So begins the best military/political action thriller novel this reader has ever read. Tom Clancy wove together so many events, plots and sub plots into this novel that it was destined to be a best seller. If you've not read "The Hunt for Red October," I highly suggest you get a copy as soon as you can get your hands on one. Thank you very much to Tom Clancy for this masterpiece.

by C.S. Forester

This is the story of Hornblower as the junior lieutenant aboard HMS Renown, a British Ship of the Line. This one is probably tied in my mind with "Beat to Quarters" as the best Hornblower novel. The Horatio Hornblower series by C.S. Forester is, quite simply, the best in naval adventure literature.

In this novel, the Renown is dispatched to the West Indies on a secret mission. The captain becomes incapacitated, and the ship's second in command is nowhere near up to the job of captaining the Renown. Hornblower's intelligence and leadership ability must overcome the fact that he is a junior officer who must at all times be deferential to his superiors. And yet only Hornblower has a clear idea as to how the Renown might accomplish its mission. How he handles his superior officers under these circumstances is a wonderful study in character and leadership.

This is a novel about leadership, and how Hornblower, an emerging leader, deals with a series of crises. This book starts at a sprint and before it is done it breaks the sound barrier--the action never stops, and yet somehow in this novel there is time for analysis and introspection also. Forester's writing is fast-paced, his storyline never dawdles or drags.

This is one you'll want in hardbound form. I have one in near-mint condition, and another beat-up copy that I read every year or so! (That way my nice copy stays nice. I just can't imagine not being able to read this novel whenever I want to!) This one is a keeper.

by Ralph Ellison

We rely, in this world, on the visual aspects of humanity as a means of learning who we are. This, Ralph Ellison argues convincingly, is a dangerous habit. A classic from the moment it first appeared in 1952, Invisible Man chronicles the travels of its narrator, a young, nameless black man, as he moves through the hellish levels of American intolerance and cultural blindness. Searching for a context in which to know himself, he exists in a very peculiar state. "I am an invisible man," he says in his prologue. "When they approach me they see only my surroundings, themselves, or figments of their imagination--indeed, everything and anything except me." But this is hard-won self-knowledge, earned over the course of many years.

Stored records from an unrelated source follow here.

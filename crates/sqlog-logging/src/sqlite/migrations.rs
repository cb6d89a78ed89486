//! Schema migrations for the log database.
//!
//! Migrations are embedded at compile time via [`include_str!`] and applied
//! in version order, each inside its own transaction. The `schema_version`
//! table records what has been applied, so running the migrator is
//! idempotent.

use rusqlite::Connection;
use tracing::{debug, info};

use crate::errors::{Result, SinkError};

struct Migration {
    version: u32,
    description: &'static str,
    sql: &'static str,
}

const MIGRATIONS: &[Migration] = &[Migration {
    version: 1,
    description: "log_batches and log_entries tables with indexes",
    sql: include_str!("v001_schema.sql"),
}];

/// Run all pending migrations. Returns how many were applied.
pub fn run_migrations(conn: &Connection) -> Result<u32> {
    ensure_version_table(conn)?;
    let current = current_version(conn)?;
    let mut applied = 0;

    for migration in MIGRATIONS {
        if migration.version <= current {
            debug!(
                version = migration.version,
                "migration already applied, skipping"
            );
            continue;
        }

        info!(
            version = migration.version,
            description = migration.description,
            "applying migration"
        );
        apply_migration(conn, migration)?;
        applied += 1;
    }

    Ok(applied)
}

/// Highest applied migration version, or 0 if none.
pub fn current_version(conn: &Connection) -> Result<u32> {
    conn.query_row(
        "SELECT COALESCE(MAX(version), 0) FROM schema_version",
        [],
        |row| row.get(0),
    )
    .map_err(|e| SinkError::Migration {
        message: format!("failed to read schema_version: {e}"),
    })
}

/// Latest migration version defined in code.
pub fn latest_version() -> u32 {
    MIGRATIONS.last().map_or(0, |m| m.version)
}

fn ensure_version_table(conn: &Connection) -> Result<()> {
    conn.execute_batch(
        "CREATE TABLE IF NOT EXISTS schema_version (
           version     INTEGER PRIMARY KEY,
           applied_at  TEXT    NOT NULL,
           description TEXT
         );",
    )
    .map_err(|e| SinkError::Migration {
        message: format!("failed to create schema_version table: {e}"),
    })
}

fn apply_migration(conn: &Connection, migration: &Migration) -> Result<()> {
    let tx = conn
        .unchecked_transaction()
        .map_err(|e| SinkError::Migration {
            message: format!("failed to begin transaction for v{}: {e}", migration.version),
        })?;

    tx.execute_batch(migration.sql)
        .map_err(|e| SinkError::Migration {
            message: format!(
                "migration v{} ({}) failed: {e}",
                migration.version, migration.description
            ),
        })?;

    let _ = tx
        .execute(
            "INSERT INTO schema_version (version, applied_at, description) VALUES (?1, datetime('now'), ?2)",
            rusqlite::params![migration.version, migration.description],
        )
        .map_err(|e| SinkError::Migration {
            message: format!("failed to record v{} in schema_version: {e}", migration.version),
        })?;

    tx.commit().map_err(|e| SinkError::Migration {
        message: format!("failed to commit v{}: {e}", migration.version),
    })
}
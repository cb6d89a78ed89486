//! The entry queue between loggers and the flush worker.
//!
//! Many producers append to the tail; the single flush worker reads and
//! removes from the head. The worker never removes anything it has not
//! first observed, so a prefix it has seen stays stable while producers keep
//! appending. This lets a flush address the "snapshot" as the first `n`
//! entries of the live queue instead of copying the whole queue up front.

use std::collections::VecDeque;
use std::sync::Arc;

use parking_lot::Mutex;
use sqlog_core::{LogEntry, SequencedEntry};

/// Multi-producer, single-consumer FIFO of log entries.
#[derive(Debug, Default)]
pub struct LogQueue {
    entries: Mutex<VecDeque<Arc<LogEntry>>>,
}

impl LogQueue {
    /// Create an empty queue.
    pub fn new() -> Self {
        Self::default()
    }

    /// Append an entry. Never blocks on I/O.
    pub fn enqueue(&self, entry: LogEntry) {
        self.entries.lock().push_back(Arc::new(entry));
    }

    /// Number of queued entries.
    pub fn len(&self) -> usize {
        self.entries.lock().len()
    }

    /// Whether the queue is empty.
    pub fn is_empty(&self) -> bool {
        self.entries.lock().is_empty()
    }

    /// Copy up to `count` entries starting at `offset` from the head, pairing
    /// each with its ordinal `first_ordinal + i`.
    ///
    /// Consumer side only.
    pub fn peek(&self, offset: usize, count: usize, first_ordinal: i64) -> Vec<SequencedEntry> {
        let entries = self.entries.lock();
        entries
            .iter()
            .skip(offset)
            .take(count)
            .zip(first_ordinal..)
            .map(|(entry, ordinal)| SequencedEntry {
                ordinal,
                entry: Arc::clone(entry),
            })
            .collect()
    }

    /// Remove up to `count` entries from the head. Returns how many were removed.
    ///
    /// Consumer side only.
    pub fn dequeue(&self, count: usize) -> usize {
        let mut entries = self.entries.lock();
        let n = count.min(entries.len());
        drop(entries.drain(..n));
        n
    }

    /// Discard the oldest entries until at most `max_len` remain.
    /// Returns how many were discarded.
    ///
    /// Consumer side only.
    pub fn prune(&self, max_len: usize) -> usize {
        let mut entries = self.entries.lock();
        let excess = entries.len().saturating_sub(max_len);
        drop(entries.drain(..excess));
        excess
    }
}

// ─────────────────────────────────────────────────────────────────────────────
// Tests
// ─────────────────────────────────────────────────────────────────────────────
//! # sqlog-core
//!
//! Shared vocabulary for the sqlog crates:
//!
//! - **Entries**: [`LogEntry`] as produced by loggers, [`SequencedEntry`] once a
//!   flush snapshot has given it an ordinal
//! - **Levels**: [`LogLevel`] with the tinyint severity stored in the database
//! - **Time**: the [`Clock`] seam, [`SystemClock`] and the test [`ManualClock`]
//! - **Backoff**: linear retry backoff with a ceiling
//! - **Text**: char-boundary-safe truncation for fixed-width columns

#![deny(unsafe_code)]

pub mod backoff;
pub mod clock;
pub mod text;
pub mod types;

pub use backoff::linear_backoff;
pub use clock::{Clock, ManualClock, SystemClock};
pub use text::truncate_chars;
pub use types::{LogEntry, LogLevel, SequencedEntry};
//! Fixed entry-to-row mapping for the `log_entries` table.
//!
//! Text columns are bounded; values longer than the column are truncated on
//! a char boundary rather than rejected.

use chrono::SecondsFormat;
use sqlog_core::{SequencedEntry, truncate_chars};

/// Maximum length of the log stream name.
pub const MAX_LOG_NAME_CHARS: usize = 128;
/// Maximum length of a trace identifier.
pub const MAX_TRACE_ID_CHARS: usize = 32;
/// Maximum length of a message.
pub const MAX_MESSAGE_CHARS: usize = 1024;
/// Maximum length of a category.
pub const MAX_CATEGORY_CHARS: usize = 128;
/// Maximum length of the machine name recorded per batch.
pub const MAX_MACHINE_NAME_CHARS: usize = 255;

/// One `log_entries` row, borrowing from the entry it came from.
#[derive(Debug, PartialEq, Eq)]
pub(crate) struct LogRow<'a> {
    pub timestamp: String,
    pub ordinal: i64,
    pub trace_id: Option<&'a str>,
    pub event_id: Option<i32>,
    pub level: u8,
    pub message: &'a str,
    pub category: &'a str,
}

impl<'a> LogRow<'a> {
    pub fn from_entry(sequenced: &'a SequencedEntry) -> Self {
        let entry = &*sequenced.entry;
        Self {
            timestamp: entry
                .timestamp
                .to_rfc3339_opts(SecondsFormat::Micros, true),
            ordinal: sequenced.ordinal,
            trace_id: entry
                .trace_id
                .as_deref()
                .map(|t| truncate_chars(t, MAX_TRACE_ID_CHARS)),
            event_id: entry.event_id,
            level: entry.level.as_num(),
            message: truncate_chars(&entry.message, MAX_MESSAGE_CHARS),
            category: truncate_chars(&entry.category, MAX_CATEGORY_CHARS),
        }
    }
}

/// Host name of this machine, bounded for the `machine_name` column.
pub(crate) fn machine_name() -> String {
    let name = ["HOSTNAME", "COMPUTERNAME"]
        .iter()
        .find_map(|var| std::env::var(var).ok().filter(|v| !v.trim().is_empty()))
        .or_else(|| {
            std::fs::read_to_string("/etc/hostname")
                .ok()
                .map(|s| s.trim().to_string())
                .filter(|s| !s.is_empty())
        })
        .unwrap_or_else(|| "localhost".to_string());
    truncate_chars(&name, MAX_MACHINE_NAME_CHARS).to_string()
}

#[cfg(test)]
mod tests {
    use super::*;
    use std::sync::Arc;

    use sqlog_core::{LogEntry, LogLevel};

    fn sequenced(entry: LogEntry, ordinal: i64) -> SequencedEntry {
        SequencedEntry {
            ordinal,
            entry: Arc::new(entry),
        }
    }

    #[test]
    fn maps_all_columns() {
        let ts = "2025-01-15T12:00:00.123456Z".parse().unwrap();
        let s = sequenced(
            LogEntry::new(ts, LogLevel::Error, "db", "boom")
                .with_trace_id(Some("0123456789abcdef0123456789abcdef".into()))
                .with_event_id(Some(42)),
            7,
        );
        let row = LogRow::from_entry(&s);
        assert_eq!(
            row,
            LogRow {
                timestamp: "2025-01-15T12:00:00.123456Z".into(),
                ordinal: 7,
                trace_id: Some("0123456789abcdef0123456789abcdef"),
                event_id: Some(42),
                level: 4,
                message: "boom",
                category: "db",
            }
        );
    }

    #[test]
    fn truncates_long_text() {
        let s = sequenced(
            LogEntry::new(
                chrono::Utc::now(),
                LogLevel::Info,
                "c".repeat(300),
                "m".repeat(5000),
            )
            .with_trace_id(Some("t".repeat(64))),
            0,
        );
        let row = LogRow::from_entry(&s);
        assert_eq!(row.message.chars().count(), MAX_MESSAGE_CHARS);
        assert_eq!(row.category.chars().count(), MAX_CATEGORY_CHARS);
        assert_eq!(row.trace_id.unwrap().chars().count(), MAX_TRACE_ID_CHARS);
    }

    #[test]
    fn machine_name_is_bounded_and_present() {
        let name = machine_name();
        assert!(!name.is_empty());
        assert!(name.chars().count() <= MAX_MACHINE_NAME_CHARS);
    }
}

As the book gets started, the narrator is expelled from his Southern Negro college for inadvertently showing a white trustee the reality of black life in the south, including an incestuous farmer and a rural whorehouse. The college director chastises him: "Why, the dumbest black bastard in the cotton patch knows that the only way to please a white man is to tell him a lie! What kind of an education are you getting around here?" Mystified, the narrator moves north to New York City, where the truth, at least as he perceives it, is dealt another blow when he learns that his former headmaster's recommendation letters are, in fact, letters of condemnation.

What ensues is a search for what truth actually is, which proves to be supremely elusive. The narrator becomes a spokesman for a mixed-race band of social activists called "The Brotherhood" and believes he is fighting for equality. Once again, he realizes he's been duped into believing what he thought was the truth, when in fact it is only another variation. Of the Brothers, he eventually discerns: "They were blind, bat blind, moving only by the echoed sounds of their voices. And because they were blind they would destroy themselves.... Here I thought they accepted me because they felt that color made no difference, when in reality it made no difference because they didn't see either color or men."

by Dean R. Koonts

A young woman staying as a guest in a Napa Valley farmhouse becomes trapped in a fight for survival with a self-proclaimed "homicidal adventurer", and races to warn his next intended victim. Unrelentingly terrifying, this book lives up to its name.

Leopards can change their spots. Witness Dean Koontz. Long a reliable best-seller, he also was always a less than accomplished wordsmith. His thrillers, grabby though they were, were loaded with flat prose, flatter characters, and the flattest ideas--the book equivalents of movies starring such second-string Slys and Arnolds as Chuck Norris and Steven Seagal. Then he switched publishers and out have come Dark Rivers of the Heart (1994) and now this pulse pounder about a homey weekend gone 'way bad. Chyna Shepherd--child of a gorgeous slut who, on account of her taste for sociopaths as boyfriends, exposed the girl to plenty of mayhem until she fled Mom at age 16--goes for a pleasant Napa Valley weekend visiting the vintner parents of her best college friend, only to become the covert witness to the family's murder at the hands of thrill-addicted serial (and mass) murderer Edgler Foreman Vess. Hardened by her childhood against even this loathsome violence, Chyna determines to keep on the killer's trail until she can bring him to justice or exact it herself. Although it cops from Harris' Silence of the Lambs, Strieber's Billy, and Thompson's Killer inside Me, Intensity is tightly written and free of cliches, thus a real advance over virtually everything else, including the politically engaged Dark Rivers, that Koontz has written. Maybe that's what good editing has done.

by Frank McCourt

A powerful, exquisitely written debut, a recollection of the author's miserable childhood in the slums of Limerick, Ireland, during the Depression and WW II. McCourt was born in Brooklyn in 1930 but returned to Ireland with his family at the age of four. He describes, not without humor, scenes of hunger, illness, filth, and deprivation that would have given Dickens pause. His ``shiftless loquacious alcoholic father,'' Malachy, rarely worked; when he did he usually drank his wages, leaving his wife, Angela, to beg from local churches and charity organizations. McCourt remembers his little sister dying in his mother's arms. Then Oliver, one of the twins, got sick and died.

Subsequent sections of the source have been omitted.